Purelink: Faith (Peak Oil)
I had the pleasure of interviewing Purelink—the trio of Akeem Asani, Tommy Paslaski, and Ben Paulson—for Pitchfork not long ago. What struck me the most, over the course of our hour-and-change conversation, was the way their project resulted from a mixture of intention and accident. They gave the impression of having the idea of a sound in their heads, then encountering something very much like that sound out in the real world—in the music of people like Huerco S. and Ulla, for instance—and, finally, figuring out how to make their ideas a reality, and being surprised along the way. (The other big subtext of the conversation: the importance of community in giving shape to their sound.)
Faith very much sounds like the work of artists in exploratory mode; they’ve started from the shirred ambient dub of their Peak Oil debut and plunged further into the swirl. It’s a profoundly low-key record on the surface, where not a lot seemingly happens, but the more deeply you listen, the more small, shimmery details float to the surface, like the tendrils of guitar in “Rookie” or the woozy triplet rhythms of “Kite Scene.” The whole album is more pulse-driven than I initially realized, in fact; it’s just that the drums (particularly on “Yoke” and “Circle of Dust”) are so deeply submerged as to pass almost undetected unless you’re listening for them.
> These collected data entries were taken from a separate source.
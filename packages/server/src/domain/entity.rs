//! Entities of the relay domain.

use std::collections::BTreeSet;

use super::value_object::{ChannelId, ConnectionId, MessageId, Timestamp};

/// Caller-supplied identity of the user behind a connection.
///
/// The relay never verifies these claims; authentication is an upstream concern.
#[derive(Debug, Clone, Default, PartialEq, Eq)]
pub struct IdentityClaims {
    pub id: Option<i64>,
    pub name: Option<String>,
    pub email: Option<String>,
}

impl IdentityClaims {
    pub fn new(id: Option<i64>, name: Option<String>, email: Option<String>) -> Self {
        Self { id, name, email }
    }

    /// Human-readable label for logs.
    pub fn label(&self) -> String {
        match (&self.name, self.id) {
            (Some(name), _) => name.clone(),
            (None, Some(id)) => format!("user#{}", id),
            (None, None) => "anonymous".to_string(),
        }
    }
}

/// Advisory transport metadata captured at connect time.
#[derive(Debug, Clone, Default, PartialEq, Eq)]
pub struct TransportMetadata {
    pub origin: Option<String>,
    pub user_agent: Option<String>,
}

/// One live client connection.
#[derive(Debug, Clone, PartialEq, Eq)]
pub struct Connection {
    pub id: ConnectionId,
    /// Attached on the first successful channel join
    pub identity: Option<IdentityClaims>,
    pub connected_at: Timestamp,
    pub transport: TransportMetadata,
    /// Channels this connection has joined
    pub channels: BTreeSet<ChannelId>,
}

impl Connection {
    pub fn new(id: ConnectionId, transport: TransportMetadata, connected_at: Timestamp) -> Self {
        Self {
            id,
            identity: None,
            connected_at,
            transport,
            channels: BTreeSet::new(),
        }
    }

    pub fn has_joined(&self, channel_id: &ChannelId) -> bool {
        self.channels.contains(channel_id)
    }
}

/// What a relayed event carries besides its routing data.
#[derive(Debug, Clone, PartialEq, Eq)]
pub enum EventKind {
    Chat { message_id: MessageId, content: String },
    Typing { is_typing: bool },
    ReadStatus,
}

/// A validated client event on its way to a channel.
#[derive(Debug, Clone, PartialEq, Eq)]
pub struct EventEnvelope {
    pub kind: EventKind,
    pub channel_id: ChannelId,
    pub sender: ConnectionId,
    pub user: Option<IdentityClaims>,
    pub timestamp: Timestamp,
}

impl EventEnvelope {
    /// Whether the sender receives its own event.
    ///
    /// Typing indicators are only interesting to the other members.
    pub fn includes_sender(&self) -> bool {
        !matches!(self.kind, EventKind::Typing { .. })
    }
}

#[cfg(test)]
mod tests {
    use super::*;

    #[test]
    fn test_new_connection_has_no_identity_and_no_channels() {
        // テスト項目: 新規接続は identity もチャンネルも持たない
        // given (前提条件):
        let id = ConnectionId::new("c1".to_string()).unwrap();

        // when (操作):
        let connection = Connection::new(id.clone(), TransportMetadata::default(), Timestamp::new(1));

        // then (期待する結果):
        assert_eq!(connection.id, id);
        assert!(connection.identity.is_none());
        assert!(connection.channels.is_empty());
    }

    #[test]
    fn test_identity_label() {
        // テスト項目: ログ用ラベルは name > id > anonymous の優先順で決まる
        // given (前提条件):
        let named = IdentityClaims::new(Some(1), Some("alice".to_string()), None);
        let numbered = IdentityClaims::new(Some(7), None, None);
        let empty = IdentityClaims::default();

        // then (期待する結果):
        assert_eq!(named.label(), "alice");
        assert_eq!(numbered.label(), "user#7");
        assert_eq!(empty.label(), "anonymous");
    }

    #[test]
    fn test_typing_excludes_sender() {
        // テスト項目: typing だけが送信者を配信対象から外す
        // given (前提条件):
        let envelope = |kind| EventEnvelope {
            kind,
            channel_id: ChannelId::new("k".to_string()).unwrap(),
            sender: ConnectionId::new("c1".to_string()).unwrap(),
            user: None,
            timestamp: Timestamp::new(1),
        };
        let chat = envelope(EventKind::Chat {
            message_id: MessageId::new("m1".to_string()).unwrap(),
            content: "hi".to_string(),
        });

        // then (期待する結果):
        assert!(chat.includes_sender());
        assert!(envelope(EventKind::ReadStatus).includes_sender());
        assert!(!envelope(EventKind::Typing { is_typing: true }).includes_sender());
    }
}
But that’s where the secret to a lot of this stuff lies, despite its seductive textural appeal and slightly soporphic tonal range—just listen to the way the dub delay pulls away from the pulse on “Circle of Dust,” and little offbeat accents flicker across the stereo field before vanishing into the ether. You’re never quite sure what you’re hearing. In this, they’re masterful illusionists.
Ehua: Panta Rei (3024)
London-based Italian musician Ehua’s debut album has the small hours written all over it. She works with a mix of styles—house, broken techno, drum & bass, trip-hop—and most tracks feel like hybrids of at least two of them. Case in point: “Amarena,” a slinky fusion of downtempo and dnb that reminds me of classic Lamb. It’s the distinctive palette that holds it all together: dry, woody drums; sublow bass balanced by the occasional acoustic-bass highlights; woozy, watery synths to fill in the empty spaces; and, above all, Ehua’s voice, a downcast murmur that she double-tracks (and occasionally backmasks) and spreads across the stereo spectrum, lending the whole record its soulful character. There are a couple of proper bangers here, like the fleet, rolling techno of “Aria,” but mostly Panta Rei sounds to me like a late-night soundtrack for coming home and staying up.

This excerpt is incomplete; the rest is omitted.